Is workers’ comp taxable income?
If you’re hurt at work, workers’ compensation can help cover your medical bills, some of your lost wages, job retraining, and even payments for permanent disability.
Generally speaking, workers’ compensation benefits aren’t taxable. Both the federal government and most states usually don’t tax these benefits.
However, things can get a little tricky when you’re also receiving other benefits, like Social Security Disability Insurance (SSDI) or Supplemental Security Income (SSI). So, let’s take a closer look at when workers’ comp becomes taxable.
How workers’ compensation benefits work
Workers’ compensation is meant to help employees who’ve been hurt on the job. It can cover a range of benefits, including:
- Medical expenses. Workers’ comp can pay for the costs of treating your work-related injury.
- Lost wages. If you can’t work because of your injury, workers’ comp can help make up for the wages you’ve lost.
- Job retraining. Workers’ comp may help you get new skills so you can find a different job if you’re unable to return to your old one.
- Permanent disability. If your injury causes a permanent impairment, workers’ comp may provide compensation.
State-specific regulations
It’s important to know that workers’ compensation laws can differ quite a bit from one state to the next. Be sure to do some research to learn about the specific regulations in your state.
The General Rule: Workers’ Compensation Benefits Are Usually Not Taxable
Here’s some good news: in most cases, the payments you receive through workers’ compensation are exempt from federal income tax.
The majority of states follow the federal lead, which means your workers’ comp benefits probably won’t be taxed at the state level, either.
The reason for this exemption is simple. Workers’ compensation is meant to help injured employees recover, and adding a tax burden would undermine that goal.
Exceptions: How workers’ comp can affect Social Security
There are some cases where receiving workers’ compensation may affect your tax situation, particularly if you also receive Social Security benefits.
Social Security Disability Insurance (SSDI)
If you’re getting both workers’ compensation and Social Security Disability Insurance (SSDI) benefits, your SSDI payment may be reduced. SSDI is taxable, so this can affect your overall tax burden.
Supplemental Security Income (SSI)
Workers’ compensation payments can also reduce the amount you receive from Supplemental Security Income (SSI). However, SSI benefits are generally not taxable.
Here’s how it might work
Imagine you’re receiving both workers’ compensation and SSDI. Because SSDI is taxable, and your SSDI benefits might be reduced because you’re also receiving workers’ comp, you could end up owing more in taxes than you would have if you were only receiving one type of benefit.
Is Workers’ Comp Tax Deductible?
This is where it gets a little tricky. The rules are different depending on whether you’re an employer or an employee.
- Employers: The IRS generally allows businesses to deduct workers’ compensation insurance premiums and any payments they make as business expenses. This is an important factor to consider when planning your business finances.
- Employees: As an employee, you can’t deduct any workers’ compensation benefits you receive on your tax return.
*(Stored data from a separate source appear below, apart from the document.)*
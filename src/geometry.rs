//! Plane geometry used by hit testing, overlap and selection containment.

use serde::{Deserialize, Serialize};

#[derive(Clone, Copy, Debug, Default, PartialEq, Serialize, Deserialize)]
pub struct Point {
    pub x: f64,
    pub y: f64,
}

impl Point {
    pub const fn new(x: f64, y: f64) -> Self {
        Self { x, y }
    }

    pub fn offset(self, dx: f64, dy: f64) -> Self {
        Self::new(self.x + dx, self.y + dy)
    }

    pub fn delta_to(self, other: Point) -> (f64, f64) {
        (other.x - self.x, other.y - self.y)
    }
}

/// Axis-aligned rectangle normalized so that `min` is the smaller corner.
#[derive(Clone, Copy, Debug, PartialEq, Serialize, Deserialize)]
pub struct Rect {
    pub min: Point,
    pub max: Point,
}

impl Rect {
    /// Rectangle spanned by two arbitrary corners.
    pub fn from_corners(a: Point, b: Point) -> Self {
        Self {
            min: Point::new(a.x.min(b.x), a.y.min(b.y)),
            max: Point::new(a.x.max(b.x), a.y.max(b.y)),
        }
    }

    /// Square of half-width `half` centered on `center`.
    pub fn around(center: Point, half: f64) -> Self {
        Self {
            min: Point::new(center.x - half, center.y - half),
            max: Point::new(center.x + half, center.y + half),
        }
    }

    pub fn width(&self) -> f64 {
        self.max.x - self.min.x
    }

    pub fn height(&self) -> f64 {
        self.max.y - self.min.y
    }

    /// Inclusive containment.
    #[inline]
    pub fn contains(&self, p: Point) -> bool {
        p.x >= self.min.x && p.x <= self.max.x && p.y >= self.min.y && p.y <= self.max.y
    }

    /// Strict overlap; touching edges do not count.
    #[inline]
    pub fn overlaps(&self, other: &Rect) -> bool {
        !(self.min.x >= other.max.x
            || other.min.x >= self.max.x
            || self.min.y >= other.max.y
            || other.min.y >= self.max.y)
    }
}

/// Angle from `a` to `b` in degrees, in `[0, 360)`.
pub fn angle_degrees(a: Point, b: Point) -> f64 {
    let degrees = (b.y - a.y).atan2(b.x - a.x).to_degrees();
    if degrees < 0.0 { degrees + 360.0 } else { degrees }
}

/// Which side of a square a ray leaving its center at `degrees` crosses.
#[derive(Clone, Copy, Debug, PartialEq, Eq)]
pub enum SquareSide {
    Right,
    Top,
    Left,
    Bottom,
}

pub fn intersect_side(degrees: f64) -> SquareSide {
    if degrees > 45.0 && degrees < 135.0 {
        SquareSide::Top
    } else if (135.0..=225.0).contains(&degrees) {
        SquareSide::Left
    } else if degrees > 225.0 && degrees < 315.0 {
        SquareSide::Bottom
    } else {
        SquareSide::Right
    }
}

/// Distance from a square's center to its border along a ray at `degrees`,
/// where `half_side` is the distance from the center to each side.
pub fn distance_to_square_border(half_side: f64, degrees: f64) -> f64 {
    let radians = degrees.to_radians();
    let trig = match intersect_side(degrees) {
        SquareSide::Left | SquareSide::Right => radians.cos(),
        SquareSide::Top | SquareSide::Bottom => radians.sin(),
    };
    (half_side / trig).abs()
}

/// Move `p` by `distance` along a ray at `degrees`.
pub fn move_point(p: Point, distance: f64, degrees: f64) -> Point {
    let radians = degrees.to_radians();
    Point::new(p.x + radians.cos() * distance, p.y + radians.sin() * distance)
}

/// Evenly spaced positions on a circle, starting at angle zero.
pub fn circle_layout(center: Point, count: usize, radius: f64) -> Vec<Point> {
    if count == 0 {
        return Vec::new();
    }
    let step = std::f64::consts::TAU / count as f64;
    (0..count)
        .map(|i| {
            let angle = i as f64 * step;
            Point::new(center.x + radius * angle.cos(), center.y + radius * angle.sin())
        })
        .collect()
}
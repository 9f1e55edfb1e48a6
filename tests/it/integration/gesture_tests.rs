//! Pointer gestures driven through the canvas: drag, click, selection,
//! tooltips and wheel scaling.

use crate::helpers::{
    canvas_with, click_node, down_node, down_stage, mouse_up, move_to, node, relation, screen,
    InMemoryGraphApi,
};
use graph_explorer::geometry::Point;
use graph_explorer::input::{CanvasEvent, InteractionState, Modifiers};
use graph_explorer::plugins::FocusedItem;
use graph_explorer::types::GraphElement;
use graph_explorer::viewport::CameraState;
use graph_explorer::GraphCanvas;
use std::sync::Arc;
use std::time::{Duration, Instant};

fn loaded_canvas() -> GraphCanvas {
    let canvas = canvas_with(Arc::new(InMemoryGraphApi::new()));
    canvas.load(
        vec![node("a", 0.0, 0.0), node("b", 200.0, 0.0), node("c", 0.0, 200.0)],
        vec![relation("ab", "a", "b")],
    );
    canvas
}

fn close(a: f64, b: f64) -> bool {
    (a - b).abs() < 1e-9
}

#[test]
fn test_drag_moves_the_pressed_node_and_ends_idle() {
    let canvas = loaded_canvas();

    down_node(&canvas, "a", screen(&canvas, 0.0, 0.0), Modifiers::NONE);
    move_to(&canvas, screen(&canvas, 10.0, 0.0));
    assert_eq!(canvas.state(), InteractionState::NodeDrag);
    assert!(canvas.drag().is_dragging());
    move_to(&canvas, screen(&canvas, 50.0, 20.0));
    mouse_up(&canvas, screen(&canvas, 50.0, 20.0));

    assert_eq!(canvas.state(), InteractionState::Idle);
    assert!(!canvas.drag().is_dragging());
    assert_eq!(canvas.graph().node_position("a"), Some(Point::new(50.0, 20.0)));
    assert_eq!(canvas.graph().node_position("b"), Some(Point::new(200.0, 0.0)));

    // Final positions are persisted in the cached style record
    let cached = canvas.items().store_node("a").unwrap();
    assert_eq!(cached.style.get("x").map(String::as_str), Some("50"));
    assert_eq!(cached.style.get("y").map(String::as_str), Some("20"));

    // A click after a drag is not a click
    click_node(&canvas, "a", screen(&canvas, 50.0, 20.0));
    assert_eq!(canvas.click().focused(), None);
    assert_eq!(canvas.state(), InteractionState::Idle);
}

#[test]
fn test_drag_carries_every_highlighted_node() {
    let canvas = loaded_canvas();
    {
        let mut graph = canvas.graph();
        graph.highlight_node("a");
        graph.highlight_node("b");
    }

    down_node(&canvas, "a", screen(&canvas, 0.0, 0.0), Modifiers::NONE);
    move_to(&canvas, screen(&canvas, 5.0, 5.0));
    mouse_up(&canvas, screen(&canvas, 5.0, 5.0));

    let graph = canvas.graph();
    assert_eq!(graph.node_position("a"), Some(Point::new(5.0, 5.0)));
    assert_eq!(graph.node_position("b"), Some(Point::new(205.0, 5.0)));
    assert_eq!(graph.node_position("c"), Some(Point::new(0.0, 200.0)));
}

#[test]
fn test_dragging_an_unselected_node_drops_the_selection() {
    let canvas = loaded_canvas();
    canvas.graph().highlight_node("b");

    down_node(&canvas, "a", screen(&canvas, 0.0, 0.0), Modifiers::NONE);
    move_to(&canvas, screen(&canvas, 5.0, 0.0));
    mouse_up(&canvas, screen(&canvas, 5.0, 0.0));

    let graph = canvas.graph();
    assert_eq!(graph.highlighted_nodes(), vec!["a".to_string()]);
    assert_eq!(graph.node_position("b"), Some(Point::new(200.0, 0.0)));
}

#[test]
fn test_click_focuses_and_highlights_node() {
    let canvas = loaded_canvas();
    canvas.graph().highlight_relation("ab");

    down_node(&canvas, "b", screen(&canvas, 200.0, 0.0), Modifiers::NONE);
    mouse_up(&canvas, screen(&canvas, 200.0, 0.0));
    click_node(&canvas, "b", screen(&canvas, 200.0, 0.0));

    assert_eq!(canvas.state(), InteractionState::NodeClick);
    assert_eq!(canvas.click().focused(), Some(FocusedItem::Node("b".into())));
    let graph = canvas.graph();
    assert_eq!(graph.highlighted_nodes(), vec!["b".to_string()]);
    assert!(graph.highlighted_relations().is_empty());
}

#[test]
fn test_relation_click_focuses_relation() {
    let canvas = loaded_canvas();
    let at = screen(&canvas, 100.0, 0.0);
    canvas.handle_event(CanvasEvent::EnterRelation {
        relation_id: "ab".into(),
        position: at,
    });
    canvas.handle_event(CanvasEvent::ClickRelation {
        relation_id: "ab".into(),
        position: at,
    });

    assert_eq!(canvas.click().take_focused(), Some(FocusedItem::Relation("ab".into())));
    assert!(canvas.graph().is_relation_highlighted("ab"));
    assert_eq!(canvas.click().focused(), None);
}

#[test]
fn test_selection_highlights_contained_items() {
    let canvas = loaded_canvas();

    down_stage(&canvas, screen(&canvas, -50.0, -50.0), Modifiers::shift());
    assert_eq!(canvas.state(), InteractionState::NodeSelection);
    move_to(&canvas, screen(&canvas, 100.0, 100.0));
    move_to(&canvas, screen(&canvas, 250.0, 50.0));

    let rectangle = canvas.selection().rectangle().unwrap();
    assert_eq!(rectangle.start(), screen(&canvas, -50.0, -50.0));
    assert_eq!(rectangle.end(), screen(&canvas, 250.0, 50.0));

    mouse_up(&canvas, screen(&canvas, 250.0, 50.0));

    assert_eq!(canvas.state(), InteractionState::Idle);
    assert!(!canvas.selection().is_active());
    let graph = canvas.graph();
    assert!(graph.is_node_highlighted("a"));
    assert!(graph.is_node_highlighted("b"));
    assert!(!graph.is_node_highlighted("c"));
    assert!(graph.is_relation_highlighted("ab"));
}

#[test]
fn test_selection_skips_hidden_nodes() {
    let canvas = loaded_canvas();
    canvas.graph().set_node_hidden("b", true);

    down_stage(&canvas, screen(&canvas, -50.0, -50.0), Modifiers::shift());
    move_to(&canvas, screen(&canvas, 250.0, 250.0));
    mouse_up(&canvas, screen(&canvas, 250.0, 250.0));

    let graph = canvas.graph();
    assert_eq!(graph.highlighted_nodes(), vec!["a".to_string(), "c".to_string()]);
    assert!(graph.highlighted_relations().is_empty());
}

#[test]
fn test_tooltip_shows_after_dwell_and_clears_on_leave() {
    let canvas = loaded_canvas();
    let at = screen(&canvas, 200.0, 0.0);
    let start = Instant::now();

    canvas.handle_event_at(
        CanvasEvent::EnterNode {
            node_id: "b".into(),
            position: at,
        },
        start,
    );
    assert_eq!(canvas.tick(start + Duration::from_millis(100)), 0);
    assert!(canvas.tooltip().current().is_none());

    assert_eq!(canvas.tick(start + canvas.settings().tooltip_delay()), 1);
    let tooltip = canvas.tooltip().current().unwrap();
    assert!(matches!(&tooltip.item, GraphElement::Node(node) if node.id == "b"));
    assert_eq!(tooltip.anchor, at);
    assert!(tooltip.offset > 0.0);

    canvas.handle_event(CanvasEvent::LeaveNode {
        node_id: "b".into(),
        position: at,
    });
    assert!(canvas.tooltip().current().is_none());
    assert_eq!(canvas.state(), InteractionState::Idle);
}

#[test]
fn test_relation_tooltip_anchors_at_pointer() {
    let canvas = loaded_canvas();
    let at = screen(&canvas, 90.0, 3.0);
    let start = Instant::now();

    canvas.handle_event_at(
        CanvasEvent::EnterRelation {
            relation_id: "ab".into(),
            position: at,
        },
        start,
    );
    canvas.tick(start + Duration::from_secs(5));

    let tooltip = canvas.tooltip().current().unwrap();
    assert!(matches!(&tooltip.item, GraphElement::Relation(r) if r.id == "ab"));
    assert_eq!(tooltip.anchor, at);
}

#[test]
fn test_wheel_scales_labels_and_nodes() {
    let canvas = loaded_canvas();
    let before = canvas.graph().node("a").unwrap().size;

    canvas.handle_event(CanvasEvent::Wheel {
        position: Point::new(0.0, 0.0),
        delta: 1.0,
        modifiers: Modifiers::shift(),
    });
    assert_eq!(canvas.state(), InteractionState::Idle);
    assert!(close(canvas.graph().label_size_factor(), 1.1));
    assert!(close(canvas.settings().label_size_factor, 1.1));

    canvas.handle_event(CanvasEvent::Wheel {
        position: Point::new(0.0, 0.0),
        delta: -1.0,
        modifiers: Modifiers::alt(),
    });
    assert_eq!(canvas.state(), InteractionState::Idle);
    assert!(close(canvas.graph().node_size_factor(), 0.9));
    assert!(canvas.graph().node("a").unwrap().size < before);
}

#[test]
fn test_ctrl_wheel_steps_zoom_factor() {
    let canvas = loaded_canvas();
    let initial = canvas.graph().zoom_factor();

    canvas.handle_event(CanvasEvent::Wheel {
        position: Point::new(0.0, 0.0),
        delta: 3.0,
        modifiers: Modifiers::ctrl(),
    });

    assert_eq!(canvas.state(), InteractionState::Idle);
    assert!(close(canvas.graph().zoom_factor(), initial + 0.1));
    assert!(close(canvas.settings().zoom_factor, initial + 0.1));
}

#[test]
fn test_camera_updates_reach_viewport_and_labels() {
    let canvas = loaded_canvas();
    let sizes = canvas.label_sizes();

    canvas.handle_event(CanvasEvent::CameraUpdated(CameraState {
        x: 100.0,
        y: 0.0,
        ratio: 2.0,
    }));
    canvas.handle_event(CanvasEvent::Resize {
        width: 1000.0,
        height: 500.0,
    });

    assert_eq!(canvas.viewport().dimensions(), (1000.0, 500.0));
    assert_eq!(
        canvas.viewport().graph_to_viewport(Point::new(100.0, 0.0)),
        Point::new(500.0, 250.0)
    );
    assert!(close(canvas.label_sizes().node, sizes.node / 2.0));
    assert_eq!(canvas.state(), InteractionState::Idle);
}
The assumption is you never paid taxes on this money, so you don’t get to deduct it.
In Closing
Sorting out the financial implications of a workplace injury can be confusing, so it’s always a good idea to consult with a tax professional or accountant to get personalized advice.
If you’re dealing with a complicated workers’ compensation claim, you may also want to seek legal counsel from a work injury lawyer.
While workers’ comp benefits are usually not taxable, the way they interact with other benefits means it’s important to get sound professional guidance to protect your interests.